Explainer article:
Study offers an explanation for why the APOE4 gene enhances Alzheimer’s risk
https://picower.mit.edu/news/study-offe ... imers-risk
Paywalled paper:The gene variant disrupts lipid metabolism, but in cell experiments the effects were reversed by choline supplements ...
APOE4 disrupts intracellular lipid homeostasis in human iPSC-derived glia
https://stm.sciencemag.org/content/13/583/eaaz4564
Grzegorz Sienski, Priyanka Narayan, Julia Maeve Bonner, et al.

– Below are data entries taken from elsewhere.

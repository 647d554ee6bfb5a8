mod directory;
mod interface;

pub use directory::HsmDirectory;
pub use interface::{
    HsmConnector, HsmCredentials, HsmProvider, PUBLIC_KEY_LABEL_SUFFIX, public_key_label,
};
use std::collections::BTreeMap;
use std::io::{self, Read};
use std::sync::Arc;

use crate::provider::ResourceProvider;

/// An in-memory bundle.
///
/// Streams hand out at most `max_read` bytes per `read` call, which makes
/// it possible to reproduce any chunking a real platform stream might use.
#[derive(Debug, Clone)]
pub struct MemoryProvider {
    resources: BTreeMap<String, Arc<[u8]>>,
    max_read: usize,
}

impl Default for MemoryProvider {
    fn default() -> Self {
        Self {
            resources: BTreeMap::new(),
            max_read: usize::MAX,
        }
    }
}

impl MemoryProvider {
    pub fn new() -> Self {
        Self::default()
    }

    /// Limit every read to `max_read` bytes (at least one).
    pub fn with_max_read(mut self, max_read: usize) -> Self {
        self.max_read = max_read.max(1);
        self
    }

    pub fn with_resource<N, B>(mut self, name: N, bytes: B) -> Self
    where
        N: Into<String>,
        B: AsRef<[u8]>,
    {
        self.insert(name, bytes);
        self
    }

    pub fn insert<N, B>(&mut self, name: N, bytes: B)
    where
        N: Into<String>,
        B: AsRef<[u8]>,
    {
        self.resources.insert(name.into(), Arc::from(bytes.as_ref()));
    }

    pub fn remove(&mut self, name: &str) -> bool {
        self.resources.remove(name).is_some()
    }

    pub fn names(&self) -> impl Iterator<Item = &str> {
        self.resources.keys().map(String::as_str)
    }
}

impl ResourceProvider for MemoryProvider {
    type Stream = MemoryStream;

    fn open(&self, name: &str) -> io::Result<MemoryStream> {
        let data = self.resources.get(name).cloned().ok_or_else(|| {
            io::Error::new(
                io::ErrorKind::NotFound,
                format!("{} is not in the bundle", name),
            )
        })?;
        Ok(MemoryStream {
            data,
            position: 0,
            max_read: self.max_read,
        })
    }
}

#[derive(Debug)]
pub struct MemoryStream {
    data: Arc<[u8]>,
    position: usize,
    max_read: usize,
}

impl Read for MemoryStream {
    fn read(&mut self, buf: &mut [u8]) -> io::Result<usize> {
        let remaining = &self.data[self.position..];
        let count = remaining.len().min(buf.len()).min(self.max_read);
        buf[..count].copy_from_slice(&remaining[..count]);
        self.position += count;
        Ok(count)
    }
}

#[cfg(test)]
mod tests {
    use super::*;

    #[test]
    fn reads_are_capped() {
        let provider = MemoryProvider::new()
            .with_max_read(3)
            .with_resource("a.txt", b"abcdefgh");
        let mut stream = provider.open("a.txt").unwrap();
        let mut buf = [0u8; 16];

        assert_eq!(stream.read(&mut buf).unwrap(), 3);
        assert_eq!(&buf[..3], b"abc");
        assert_eq!(stream.read(&mut buf).unwrap(), 3);
        assert_eq!(stream.read(&mut buf).unwrap(), 2);
        assert_eq!(&buf[..2], b"gh");
        assert_eq!(stream.read(&mut buf).unwrap(), 0);
    }

    #[test]
    fn streams_are_independent() {
        let provider = MemoryProvider::new().with_resource("a.txt", b"abc");
        let mut first = provider.open("a.txt").unwrap();
        let mut second = provider.open("a.txt").unwrap();

        let mut content = String::new();
        first.read_to_string(&mut content).unwrap();
        assert_eq!(content, "abc");
        content.clear();
        second.read_to_string(&mut content).unwrap();
        assert_eq!(content, "abc");
    }

    #[test]
    fn unknown_name_is_not_found() {
        let mut provider = MemoryProvider::new().with_resource("a.txt", b"");
        assert!(provider.remove("a.txt"));
        assert_eq!(provider.names().count(), 0);

        let err = provider.open("a.txt").unwrap_err();
        assert_eq!(err.kind(), io::ErrorKind::NotFound);
    }
}
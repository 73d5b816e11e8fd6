use std::ops::Deref;
use std::string::FromUtf8Error;

/// Full contents of a loaded resource. Owned by the caller.
#[derive(Debug, Clone, PartialEq, Eq, Hash, Default)]
pub struct ResourceBytes(Vec<u8>);

impl ResourceBytes {
    pub fn len(&self) -> usize {
        self.0.len()
    }

    pub fn is_empty(&self) -> bool {
        self.0.is_empty()
    }

    pub fn as_slice(&self) -> &[u8] {
        &self.0
    }

    pub fn into_vec(self) -> Vec<u8> {
        self.0
    }

    pub fn into_string(self) -> Result<String, FromUtf8Error> {
        String::from_utf8(self.0)
    }
}

impl From<Vec<u8>> for ResourceBytes {
    fn from(bytes: Vec<u8>) -> Self {
        Self(bytes)
    }
}

impl From<ResourceBytes> for Vec<u8> {
    fn from(bytes: ResourceBytes) -> Self {
        bytes.0
    }
}

impl Deref for ResourceBytes {
    type Target = [u8];

    fn deref(&self) -> &[u8] {
        &self.0
    }
}

impl AsRef<[u8]> for ResourceBytes {
    fn as_ref(&self) -> &[u8] {
        &self.0
    }
}

impl PartialEq<[u8]> for ResourceBytes {
    fn eq(&self, other: &[u8]) -> bool {
        self.0 == other
    }
}

impl PartialEq<&[u8]> for ResourceBytes {
    fn eq(&self, other: &&[u8]) -> bool {
        self.0 == *other
    }
}

impl<const N: usize> PartialEq<&[u8; N]> for ResourceBytes {
    fn eq(&self, other: &&[u8; N]) -> bool {
        self.0 == *other
    }
}
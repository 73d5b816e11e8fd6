//! # Asset Reader
//!
//! `asset-reader` loads bundled resources as opaque bytes. A
//! [`ResourceReader`] pulls a named resource out of a
//! [`ResourceProvider`] (a directory, an in-memory table or, on Android,
//! the APK asset manager) through a small reusable chunk and hands back
//! the full contents, or nothing if the resource is unavailable.
//!
//! ```no_run
//! use asset_reader::{DirProvider, ResourceReader};
//!
//! let reader = ResourceReader::new(DirProvider::new("assets"));
//! if let Some(bytes) = reader.load("scene.json") {
//!     println!("{} bytes", bytes.len());
//! }
//! ```

mod bytes;
pub mod config;
mod errors;
pub mod memory;
pub mod provider;
pub mod reader;
pub mod sink;

#[cfg(target_os = "android")]
pub mod android;

pub use bytes::ResourceBytes;
pub use config::ReaderConfig;
pub use errors::{ReaderError, ResourceUnavailable, Result, Stage};
pub use memory::MemoryProvider;
pub use provider::{DirProvider, ResourceProvider};
pub use reader::ResourceReader;
pub use sink::{DiagnosticSink, LogSink, RecordingSink};

#[cfg(target_os = "android")]
pub use android::AndroidAssetProvider;

/// Capacity of the intermediate buffer used while copying a stream.
pub const CHUNK_SIZE: usize = 512;

/// Largest chunk a reader will allocate.
pub const MAX_CHUNK_SIZE: usize = 16 * 1024 * 1024;

/// Tag attached to every diagnostic line unless overridden.
pub const DEFAULT_TAG: &str = "Minko";
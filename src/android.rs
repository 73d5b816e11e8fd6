use std::ffi::CString;
use std::io;

use ndk::asset::{Asset, AssetManager};

use crate::provider::ResourceProvider;

/// Assets packaged in the APK, read through the platform asset manager.
///
/// The manager handle is passed in explicitly, typically obtained from
/// the activity once at startup.
pub struct AndroidAssetProvider {
    manager: AssetManager,
}

impl AndroidAssetProvider {
    pub fn new(manager: AssetManager) -> Self {
        Self { manager }
    }
}

impl ResourceProvider for AndroidAssetProvider {
    type Stream = Asset;

    fn open(&self, name: &str) -> io::Result<Asset> {
        let c_name = CString::new(name)
            .map_err(|e| io::Error::new(io::ErrorKind::InvalidInput, e))?;
        self.manager.open(&c_name).ok_or_else(|| {
            io::Error::new(
                io::ErrorKind::NotFound,
                format!("Asset {} not found", name),
            )
        })
    }
}
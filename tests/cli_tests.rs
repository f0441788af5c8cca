use std::path::Path;

use assert_cmd::Command;
use dispatchbench::{
    BaselineRecord,
    baseline::{BASELINE_FILE_ENV, DEFAULT_BASELINE_FILE},
};

const QUICK: [&str; 2] = ["--pb-samples=1", "--pb-iters=1000"];

fn write_baseline(path: &Path, ns: f64) {
    let records: Vec<BaselineRecord> = ["virtual_setter", "std_func_setter", "msg_setter"]
        .iter()
        .map(|case| BaselineRecord::new("setter", case, ns))
        .collect();
    std::fs::write(path, serde_json::to_vec(&records).unwrap()).unwrap();
}

fn bench() -> Command {
    Command::new(env!("CARGO_BIN_EXE_dispatchbench"))
}

fn stdout_of(output: &std::process::Output) -> String {
    String::from_utf8_lossy(&output.stdout).into_owned()
}

#[test]
fn test_cli_help_exits_successfully() {
    bench().arg("--pb-help").assert().success();
}

#[test]
fn test_cli_usage_error_exits_with_two() {
    bench().arg("--pb-samples=0").assert().code(2);
    bench().arg("--unknown").assert().code(2);
}

#[test]
fn test_cli_prints_report_without_regression() {
    let output = bench().args(QUICK).output().unwrap();
    assert!(output.status.success());
    let stdout = stdout_of(&output);
    assert!(stdout.contains("msg_setter"));
    assert!(stdout.contains("std_func_noop *"));
}

#[test]
fn test_cli_regression_passes_against_generous_baseline() {
    let dir = tempfile::tempdir().unwrap();
    let path = dir.path().join("baseline.json");
    write_baseline(&path, 1e9);
    let output = bench()
        .args(QUICK)
        .arg(format!("--baseline-file={}", path.display()))
        .arg("--test-perf-regression")
        .output()
        .unwrap();
    assert!(output.status.success());
    assert!(stdout_of(&output).contains("setter/msg_setter: ok"));
}

#[test]
fn test_cli_regression_failure_exits_with_one() {
    let dir = tempfile::tempdir().unwrap();
    let path = dir.path().join("baseline.json");
    write_baseline(&path, 0.0);
    bench()
        .args(QUICK)
        .args(["--tolerance=0", "--check=setter/msg_setter"])
        .arg(format!("--baseline-file={}", path.display()))
        .arg("--test-perf-regression")
        .assert()
        .code(1);
}

#[test]
fn test_cli_unknown_pair_is_a_lookup_error() {
    let dir = tempfile::tempdir().unwrap();
    let path = dir.path().join("baseline.json");
    write_baseline(&path, 1e9);
    let output = bench()
        .args(QUICK)
        .arg("--check=setter/never_registered")
        .arg(format!("--baseline-file={}", path.display()))
        .arg("--test-perf-regression")
        .output()
        .unwrap();
    assert_eq!(output.status.code(), Some(1));
    assert!(stdout_of(&output).contains("Performance regression test error"));
}

#[test]
fn test_cli_missing_baseline_file_exits_with_one() {
    let dir = tempfile::tempdir().unwrap();
    let path = dir.path().join("absent.json");
    bench()
        .args(QUICK)
        .arg(format!("--baseline-file={}", path.display()))
        .arg("--test-perf-regression")
        .assert()
        .code(1);
}

#[test]
fn test_cli_json_format() {
    let output = bench()
        .args(QUICK)
        .args(["--pb-format=json", "--pb-suite=noop"])
        .output()
        .unwrap();
    assert!(output.status.success());
    let parsed: serde_json::Value = serde_json::from_str(&stdout_of(&output)).unwrap();
    assert_eq!(parsed["suites"].as_array().unwrap().len(), 1);
}

#[test]
fn test_cli_baseline_file_from_environment() {
    let dir = tempfile::tempdir().unwrap();
    let env_path = dir.path().join("from_env.json");
    write_baseline(&env_path, 1e9);
    // A default file that would fail shows the environment path wins.
    write_baseline(&dir.path().join(DEFAULT_BASELINE_FILE), 0.0);
    let output = bench()
        .current_dir(dir.path())
        .env(BASELINE_FILE_ENV, &env_path)
        .args(QUICK)
        .args(["--tolerance=0", "--test-perf-regression"])
        .output()
        .unwrap();
    assert!(output.status.success());
    assert!(stdout_of(&output).contains("setter/msg_setter: ok"));
}

#[test]
fn test_cli_baseline_file_defaults_to_working_directory() {
    let dir = tempfile::tempdir().unwrap();
    write_baseline(&dir.path().join(DEFAULT_BASELINE_FILE), 1e9);
    let output = bench()
        .current_dir(dir.path())
        .env_remove(BASELINE_FILE_ENV)
        .args(QUICK)
        .arg("--test-perf-regression")
        .output()
        .unwrap();
    assert!(output.status.success());
    assert!(stdout_of(&output).contains("setter/msg_setter: ok"));

    let empty = tempfile::tempdir().unwrap();
    bench()
        .current_dir(empty.path())
        .env_remove(BASELINE_FILE_ENV)
        .args(QUICK)
        .arg("--test-perf-regression")
        .assert()
        .code(1);
}

#[test]
fn test_cli_json_format_keeps_verdicts_off_stdout() {
    let dir = tempfile::tempdir().unwrap();
    let path = dir.path().join("baseline.json");
    write_baseline(&path, 1e9);
    let output = bench()
        .args(QUICK)
        .arg("--pb-format=json")
        .arg(format!("--baseline-file={}", path.display()))
        .arg("--test-perf-regression")
        .output()
        .unwrap();
    assert!(output.status.success());
    let parsed: serde_json::Value = serde_json::from_str(&stdout_of(&output)).unwrap();
    assert_eq!(parsed["suites"].as_array().unwrap().len(), 2);
    let stderr = String::from_utf8_lossy(&output.stderr);
    assert!(stderr.contains("setter/msg_setter: ok"));
}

Science Translational Medicine 03 Mar 2021:
Vol. 13, Issue 583, eaaz4564
DOI: 10.1126/scitranslmed.aaz4564
Description and abstract. Emphasis mine.
Of course, this doesn't necessarily indicate that slamming down eggs and various flavors of choline supplements necessarily improves lipid balances in astrocytes in actual human brains functioning in the complicated federation of human and non-human cells that constitute our bodies.APOE4 disrupts lipid homeostasis in glia:
APOE4 is a strong genetic risk factor for many diseases, most notably, late-onset Alzheimer’s disease. Sienski et al. now show that cultured human glia with an APOE4 genotype accumulated unsaturated triglycerides leading to a lipid imbalance. Using genetic screens in yeast, the authors discovered that promoting phospholipid synthesis through choline supplementation of culture medium restored a normal lipid state in APOE4-expressing yeast cells. The authors then demonstrated that choline supplementation also restored lipid homeostasis in human APOE4 astrocytes. These findings suggest that modulating glial metabolism could help to reduce APOE4-associated disease risk.
Abstract:
The E4 allele of the apolipoprotein E gene (APOE) has been established as a genetic risk factor for many diseases including cardiovascular diseases and Alzheimer’s disease (AD), yet its mechanism of action remains poorly understood. APOE is a lipid transport protein, and the dysregulation of lipids has recently emerged as a key feature of several neurodegenerative diseases including AD. However, it is unclear how APOE4 perturbs the intracellular lipid state. Here, we report that APOE4, but not APOE3, disrupted the cellular lipidomes of human induced pluripotent stem cell (iPSC)–derived astrocytes generated from fibroblasts of APOE4 or APOE3 carriers, and of yeast expressing human APOE isoforms. We combined lipidomics and unbiased genome-wide screens in yeast with functional and genetic characterization to demonstrate that human APOE4 induced altered lipid homeostasis. These changes resulted in increased unsaturation of fatty acids and accumulation of intracellular lipid droplets both in yeast and in APOE4-expressing human iPSC-derived astrocytes. We then identified genetic and chemical modulators of this lipid disruption. We showed that supplementation of the culture medium with choline (a soluble phospholipid precursor) restored the cellular lipidome to its basal state in APOE4-expressing human iPSC-derived astrocytes and in yeast expressing human APOE4. Our study illuminates key molecular disruptions in lipid metabolism that may contribute to the disease risk linked to the APOE4 genotype. Our study suggests that manipulating lipid metabolism could be a therapeutic approach to help alleviate the consequences of carrying the APOE4 allele.